Estoy casi seguro de que queda la fotografía de esa tarde en casa de mi madre: aparezco yo haciendo una mueca estúpida, apretando los cachetes de Juan. Él sonríe. Sin embargo, dudo que alguien recuerde ese episodio. Llevábamos toda la tarde jugando a lo de siempre: yo era el héroe encargado de vengar una afrenta no cometida, vapuleaba al villano hechizo y acto seguido el villano comenzaba a llorar. Esta vez había una excepción: el villano estaba sobre la cama, junto a una almohada con cubierta de Mickey Mouse. Juan no paraba de llorar, como siempre, sólo que había algo distinto: mi madre estaba afuera de la casa, conversando con alguien. Corrió el tiempo esperado, y no llegó; Juan seguía llorando profusamente. Quizá fue la catarsis del drama que siempre actuábamos; quizá fue otra cosa, mi propio capricho, mi varicela extendida. Sé que algo como una horda de hormigas me trepó por el cuerpo y de pronto conocí lo que se llama poder. Sin pensar (es lo que hubiese hecho un héroe) tomé la almohada y me fui sobre mi hermano. Yo había visto esa escena cientos de veces en telenovelas y películas: mi trabajo era ahogarlo. Puse la almohada sobre su cara, sin ningún reparo. Él seguía llorando. La sensación de omnipotencia crecía; las hormigas me llegaron a la cabeza. Mi hermano lloraba debajo de la almohada, aunque cada vez menos. En algún momento alguien tendría que decir corte y mi hermano volvería a reír. Mientras, yo era el héroe: yo salvaba a un mundo improbable de mis abusos infantiles. Yo era mi propio capricho encarnado.

No me estaba moviendo ya. Comprendí que la escena había terminado, con un costo quizá demasiado alto: debajo de la almohada, Juan no lloraba más. Me había congelado no ante el grito de mi madre, que caminaba ya hacia nuestro cuarto, sino ante el silencio inmediato. Lo ahogué; estaba seguro de haberlo ahogado. Para colmo, mi madre se acercaba rápidamente. Levanté la almohada y entonces vi lo inevitable: Juan estaba ahí abajo, con su cara de siempre, riendo. Cosquillas, supongo; el conocimiento inexacto de las técnicas de homicidio para un niño de cinco años salvó a mi hermano. O a mí.

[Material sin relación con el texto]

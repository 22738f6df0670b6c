//! Benchmarks for the worker scheduler.
//!
//! Benchmarks cover:
//! - Task queue operations (enqueue/dequeue, mixed priority ordering)
//! - Capability-filtered dequeue
//! - End-to-end submission through a running `WorkerSystem`

use criterion::{criterion_group, criterion_main, BenchmarkId, Criterion, Throughput};
use rand::Rng;
use std::hint::black_box;
use std::time::Duration;

use serde_json::json;
use tokio::runtime::Runtime;

use worker_scheduler::config::{SchedulerConfig, WorkerConfig};
use worker_scheduler::core::{handler_fn, Task, WorkerSystem};
use worker_scheduler::infra::queue::TaskQueue;
use worker_scheduler::util::serde::Priority;

// ============================================================================
// Helpers
// ============================================================================

fn build_task(i: u64, priority: Priority) -> Task {
    Task::new("bench", json!({ "id": i })).with_priority(priority)
}

fn random_priority(rng: &mut impl Rng) -> Priority {
    Priority::ALL[rng.random_range(0..Priority::ALL.len())]
}

// ============================================================================
// Queue Benchmarks
// ============================================================================

fn bench_queue_enqueue_dequeue(c: &mut Criterion) {
    let mut group = c.benchmark_group("queue_enqueue_dequeue");

    for size in [100_u64, 1_000, 10_000] {
        group.throughput(Throughput::Elements(size));
        group.bench_with_input(BenchmarkId::from_parameter(size), &size, |b, &size| {
            b.iter(|| {
                let q = TaskQueue::new(size as usize);
                for i in 0..size {
                    let _ = q.enqueue(build_task(i, Priority::Normal));
                }
                while let Some(task) = q.try_dequeue() {
                    black_box(task);
                }
            });
        });
    }
    group.finish();
}

fn bench_queue_mixed_priorities(c: &mut Criterion) {
    let mut group = c.benchmark_group("queue_mixed_priorities");

    for size in [100_u64, 1_000, 5_000] {
        group.throughput(Throughput::Elements(size));
        group.bench_with_input(BenchmarkId::from_parameter(size), &size, |b, &size| {
            let mut rng = rand::rng();
            let priorities: Vec<Priority> = (0..size).map(|_| random_priority(&mut rng)).collect();
            b.iter(|| {
                let q = TaskQueue::new(size as usize);
                for (i, priority) in priorities.iter().enumerate() {
                    let _ = q.enqueue(build_task(i as u64, *priority));
                }
                let mut count = 0;
                while q.try_dequeue().is_some() {
                    count += 1;
                }
                black_box(count);
            });
        });
    }
    group.finish();
}

fn bench_queue_dequeue_where(c: &mut Criterion) {
    let mut group = c.benchmark_group("queue_dequeue_where");

    for size in [100_u64, 1_000] {
        group.bench_with_input(BenchmarkId::from_parameter(size), &size, |b, &size| {
            b.iter(|| {
                let q = TaskQueue::new(size as usize);
                for i in 0..size {
                    let task_type = if i % 2 == 0 { "even" } else { "odd" };
                    let _ = q.enqueue(Task::new(task_type, json!({ "id": i })));
                }
                while let Some(task) = q.dequeue_where(|t| t.task_type() == "odd") {
                    black_box(task);
                }
                black_box(q.get_size());
            });
        });
    }
    group.finish();
}

// ============================================================================
// System Benchmarks
// ============================================================================

fn bench_system_submit_and_drain(c: &mut Criterion) {
    let mut group = c.benchmark_group("system_submit_and_drain");
    group.sample_size(10);

    for task_count in [100_u64, 500] {
        group.throughput(Throughput::Elements(task_count));
        group.bench_with_input(
            BenchmarkId::from_parameter(task_count),
            &task_count,
            |b, &task_count| {
                let Ok(rt) = Runtime::new() else { return };
                b.to_async(rt).iter(|| async move {
                    let config = SchedulerConfig::default()
                        .with_pool_queue_size(task_count as usize)
                        .with_scheduler_interval_ms(5);
                    let Ok(system) = WorkerSystem::new(config) else { return };
                    let _ = system.register_task_type(
                        "bench",
                        handler_fn(|task, _ctx| async move { Ok(task.payload().clone()) }),
                    );
                    let _ = system.start();
                    let _ = system.create_worker(WorkerConfig::named("bench-1").with_max_concurrent_tasks(8));
                    let _ = system.create_worker(WorkerConfig::named("bench-2").with_max_concurrent_tasks(8));

                    let accepted = (0..task_count)
                        .filter(|i| {
                            system
                                .submit_task("bench", json!({ "id": i }), Priority::Normal, None, None)
                                .is_ok()
                        })
                        .count() as u64;
                    while system.get_system_status().pool_status.workers.iter().map(|w| w.stats.completed).sum::<u64>()
                        < accepted
                    {
                        tokio::time::sleep(Duration::from_millis(1)).await;
                    }
                    system.shutdown().await;
                });
            },
        );
    }
    group.finish();
}

// ============================================================================
// Benchmark Groups
// ============================================================================

criterion_group!(
    queue_benches,
    bench_queue_enqueue_dequeue,
    bench_queue_mixed_priorities,
    bench_queue_dequeue_where
);

criterion_group!(system_benches, bench_system_submit_and_drain);

criterion_main!(queue_benches, system_benches);
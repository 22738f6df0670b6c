//! Builder assembling a `WorkerSystem` from configuration and collaborators.

use std::sync::Arc;

use crate::config::SchedulerConfig;
use crate::core::{AuditSink, SchedulerError, TaskHandler, WorkerSystem};
use crate::infra::store::{InMemoryTaskStore, TaskStore};

/// Collects configuration, storage, audit and handlers, then builds a
/// stopped [`WorkerSystem`].
#[derive(Default)]
pub struct WorkerSystemBuilder {
    config: SchedulerConfig,
    store: Option<Arc<dyn TaskStore>>,
    audit: Option<Arc<dyn AuditSink>>,
    handlers: Vec<(String, Arc<dyn TaskHandler>)>,
}

impl WorkerSystemBuilder {
    /// Builder with default configuration and an in-memory store.
    #[must_use]
    pub fn new() -> Self {
        Self::default()
    }

    /// Use `config`.
    #[must_use]
    pub fn with_config(mut self, config: SchedulerConfig) -> Self {
        self.config = config;
        self
    }

    /// Persist records through `store`.
    #[must_use]
    pub fn with_store(mut self, store: Arc<dyn TaskStore>) -> Self {
        self.store = Some(store);
        self
    }

    /// Record scheduling decisions into `audit`.
    #[must_use]
    pub fn with_audit(mut self, audit: Arc<dyn AuditSink>) -> Self {
        self.audit = Some(audit);
        self
    }

    /// Register `handler` for `task_type` at build time.
    #[must_use]
    pub fn with_handler(mut self, task_type: impl Into<String>, handler: Arc<dyn TaskHandler>) -> Self {
        self.handlers.push((task_type.into(), handler));
        self
    }

    /// Current configuration.
    #[must_use]
    pub const fn config(&self) -> &SchedulerConfig {
        &self.config
    }

    /// Build the system.
    ///
    /// # Errors
    ///
    /// Returns `InvalidConfig` if the configuration does not validate and
    /// `Validation` for an empty handler task type.
    pub fn build(self) -> Result<WorkerSystem, SchedulerError> {
        let store = self
            .store
            .unwrap_or_else(|| Arc::new(InMemoryTaskStore::new()));
        let system = WorkerSystem::with_components(self.config, store, self.audit)?;
        for (task_type, handler) in self.handlers {
            system.register_task_type(task_type, handler)?;
        }
        Ok(system)
    }
}
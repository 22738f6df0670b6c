//! Tests for utility functions

use std::time::Duration;

use worker_scheduler::util::{elapsed_since, new_id, now_ms, Priority};

#[test]
fn test_priority_ordering() {
    assert!(Priority::Critical > Priority::Urgent);
    assert!(Priority::Urgent > Priority::High);
    assert!(Priority::High > Priority::Normal);
    assert!(Priority::Normal > Priority::Low);
    assert_eq!(Priority::default(), Priority::Normal);
}

#[test]
fn test_priority_text_forms() {
    assert_eq!("HIGH".parse::<Priority>().unwrap(), Priority::High);
    assert!("asap".parse::<Priority>().is_err());
    assert_eq!(serde_json::to_string(&Priority::Urgent).unwrap(), "\"urgent\"");
    let parsed: Priority = serde_json::from_str("\"low\"").unwrap();
    assert_eq!(parsed, Priority::Low);
}

#[test]
fn test_ids_are_unique() {
    let a = new_id();
    let b = new_id();
    assert_ne!(a, b);
    assert_eq!(a.len(), 36);
}

#[test]
fn test_clock() {
    let start = now_ms();
    assert!(start > 0);
    assert_eq!(elapsed_since(start + 10_000), Duration::ZERO);
}
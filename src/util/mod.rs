//! Shared utilities.

pub mod clock;
pub mod serde;
pub mod telemetry;

pub use self::clock::*;
pub use self::serde::*;
pub use self::telemetry::*;
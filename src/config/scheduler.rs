//! Scheduler-wide configuration.

use std::time::Duration;

use serde::{Deserialize, Serialize};

/// Prefix of the environment variables read by [`SchedulerConfig::from_env`].
pub const ENV_PREFIX: &str = "WORKER_SCHEDULER_";

/// Root scheduler configuration.
///
/// Every field has a default, so a partial JSON document or a sparse
/// environment is enough.
#[derive(Debug, Clone, PartialEq, Eq, Serialize, Deserialize)]
#[serde(default)]
pub struct SchedulerConfig {
    /// Capacity of the pool-level queue.
    pub pool_queue_size: usize,
    /// Capacity of each worker's backlog.
    pub worker_queue_size: usize,
    /// Period of the background scheduler pass.
    pub scheduler_interval_ms: u64,
    /// A worker is evicted once its heartbeat is older than this many
    /// heartbeat intervals.
    pub heartbeat_timeout_multiplier: u32,
    /// How long `unregister_worker` waits for in-flight tasks.
    pub unregister_grace_period_ms: u64,
    /// Worker task timeout used when a worker config does not set one.
    pub default_task_timeout_secs: u64,
    /// Heartbeat interval used when a worker config does not set one.
    pub default_heartbeat_interval_ms: u64,
    /// Concurrency used when a worker config does not set one.
    pub default_max_concurrent_tasks: usize,
}

impl Default for SchedulerConfig {
    fn default() -> Self {
        Self {
            pool_queue_size: 1000,
            worker_queue_size: 100,
            scheduler_interval_ms: 1000,
            heartbeat_timeout_multiplier: 3,
            unregister_grace_period_ms: 30_000,
            default_task_timeout_secs: 300,
            default_heartbeat_interval_ms: 30_000,
            default_max_concurrent_tasks: num_cpus::get().max(1),
        }
    }
}

impl SchedulerConfig {
    /// Validate configuration values.
    ///
    /// # Errors
    ///
    /// Returns a description of the first invalid field.
    pub fn validate(&self) -> Result<(), String> {
        let positive = [
            ("pool_queue_size", self.pool_queue_size as u64),
            ("worker_queue_size", self.worker_queue_size as u64),
            ("scheduler_interval_ms", self.scheduler_interval_ms),
            ("heartbeat_timeout_multiplier", u64::from(self.heartbeat_timeout_multiplier)),
            ("default_task_timeout_secs", self.default_task_timeout_secs),
            ("default_heartbeat_interval_ms", self.default_heartbeat_interval_ms),
            ("default_max_concurrent_tasks", self.default_max_concurrent_tasks as u64),
        ];
        for (name, value) in positive {
            if value == 0 {
                return Err(format!("{name} must be greater than 0"));
            }
        }
        Ok(())
    }

    /// Parse configuration from a JSON string and validate.
    ///
    /// # Errors
    ///
    /// Returns a parse or validation message.
    pub fn from_json_str(input: &str) -> Result<Self, String> {
        let cfg: Self = serde_json::from_str(input).map_err(|e| format!("parse error: {e}"))?;
        cfg.validate()?;
        Ok(cfg)
    }

    /// Build configuration from the environment.
    ///
    /// A `.env` file is loaded first when present. Each field can be set
    /// with `WORKER_SCHEDULER_<FIELD>` (upper case); unset fields keep their
    /// defaults.
    ///
    /// # Errors
    ///
    /// Returns a message naming the variable that failed to parse, or the
    /// validation failure.
    pub fn from_env() -> Result<Self, String> {
        let _ = dotenvy::dotenv();
        Self::from_lookup(|key| std::env::var(key).ok())
    }

    /// Build configuration from an arbitrary key lookup. Keys carry the
    /// [`ENV_PREFIX`].
    ///
    /// # Errors
    ///
    /// Same as [`SchedulerConfig::from_env`].
    pub fn from_lookup<F>(lookup: F) -> Result<Self, String>
    where
        F: Fn(&str) -> Option<String>,
    {
        fn read<T: std::str::FromStr>(
            lookup: &impl Fn(&str) -> Option<String>,
            field: &str,
            target: &mut T,
        ) -> Result<(), String> {
            let key = format!("{ENV_PREFIX}{}", field.to_ascii_uppercase());
            if let Some(raw) = lookup(&key) {
                *target = raw
                    .trim()
                    .parse()
                    .map_err(|_| format!("{key}: cannot parse `{raw}`"))?;
            }
            Ok(())
        }

        let mut cfg = Self::default();
        read(&lookup, "pool_queue_size", &mut cfg.pool_queue_size)?;
        read(&lookup, "worker_queue_size", &mut cfg.worker_queue_size)?;
        read(&lookup, "scheduler_interval_ms", &mut cfg.scheduler_interval_ms)?;
        read(&lookup, "heartbeat_timeout_multiplier", &mut cfg.heartbeat_timeout_multiplier)?;
        read(&lookup, "unregister_grace_period_ms", &mut cfg.unregister_grace_period_ms)?;
        read(&lookup, "default_task_timeout_secs", &mut cfg.default_task_timeout_secs)?;
        read(&lookup, "default_heartbeat_interval_ms", &mut cfg.default_heartbeat_interval_ms)?;
        read(&lookup, "default_max_concurrent_tasks", &mut cfg.default_max_concurrent_tasks)?;
        cfg.validate()?;
        Ok(cfg)
    }

    /// Set the pool queue capacity.
    #[must_use]
    pub const fn with_pool_queue_size(mut self, size: usize) -> Self {
        self.pool_queue_size = size;
        self
    }

    /// Set the worker backlog capacity.
    #[must_use]
    pub const fn with_worker_queue_size(mut self, size: usize) -> Self {
        self.worker_queue_size = size;
        self
    }

    /// Set the scheduler pass period.
    #[must_use]
    pub const fn with_scheduler_interval_ms(mut self, ms: u64) -> Self {
        self.scheduler_interval_ms = ms;
        self
    }

    /// Set the heartbeat eviction multiplier.
    #[must_use]
    pub const fn with_heartbeat_timeout_multiplier(mut self, multiplier: u32) -> Self {
        self.heartbeat_timeout_multiplier = multiplier;
        self
    }

    /// Set the unregistration grace period.
    #[must_use]
    pub const fn with_unregister_grace_period_ms(mut self, ms: u64) -> Self {
        self.unregister_grace_period_ms = ms;
        self
    }

    /// Set the default worker task timeout.
    #[must_use]
    pub const fn with_default_task_timeout_secs(mut self, secs: u64) -> Self {
        self.default_task_timeout_secs = secs;
        self
    }

    /// Set the default heartbeat interval.
    #[must_use]
    pub const fn with_default_heartbeat_interval_ms(mut self, ms: u64) -> Self {
        self.default_heartbeat_interval_ms = ms;
        self
    }

    /// Set the default worker concurrency.
    #[must_use]
    pub const fn with_default_max_concurrent_tasks(mut self, n: usize) -> Self {
        self.default_max_concurrent_tasks = n;
        self
    }

    /// Scheduler pass period.
    #[must_use]
    pub const fn scheduler_interval(&self) -> Duration {
        Duration::from_millis(self.scheduler_interval_ms)
    }

    /// Unregistration grace period.
    #[must_use]
    pub const fn unregister_grace_period(&self) -> Duration {
        Duration::from_millis(self.unregister_grace_period_ms)
    }
}

#[cfg(test)]
mod tests {
    use super::*;
    use std::collections::HashMap;

    #[test]
    fn test_defaults_are_valid() {
        let cfg = SchedulerConfig::default();
        assert!(cfg.validate().is_ok());
        assert_eq!(cfg.heartbeat_timeout_multiplier, 3);
        assert!(cfg.default_max_concurrent_tasks >= 1);
    }

    #[test]
    fn test_from_lookup_overrides_fields() {
        let vars: HashMap<&str, &str> = HashMap::from([
            ("WORKER_SCHEDULER_POOL_QUEUE_SIZE", "5"),
            ("WORKER_SCHEDULER_SCHEDULER_INTERVAL_MS", " 50 "),
        ]);
        let cfg = SchedulerConfig::from_lookup(|k| vars.get(k).map(ToString::to_string)).unwrap();
        assert_eq!(cfg.pool_queue_size, 5);
        assert_eq!(cfg.scheduler_interval_ms, 50);
        assert_eq!(cfg.worker_queue_size, 100);
    }

    #[test]
    fn test_from_lookup_rejects_garbage() {
        let err = SchedulerConfig::from_lookup(|k| {
            (k == "WORKER_SCHEDULER_WORKER_QUEUE_SIZE").then(|| "lots".to_string())
        })
        .unwrap_err();
        assert!(err.contains("WORKER_SCHEDULER_WORKER_QUEUE_SIZE"));
    }
}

Mi madre venía rápidamente con una cámara que la vecina le había traído de un viaje. De inmediato nos tomó una foto: yo hago una mueca estúpida, de satisfacción; mi hermano sonríe como siempre, como nunca.

2 comentarios:

Anónimo dijo...

"El conocimiento inexacto de las técnicas de homicidio para un niño de cinco años salvó a mi hermano. O a mí"

Priceless, esto mi amigo, es un momento facebook.

Mr. Minos dijo...

que quéeee!!! O_o esto si que es valor! que cojones los tuyos de escribir sobre este episodio de tu infancia. Has alguna vez comentado esto con Juan?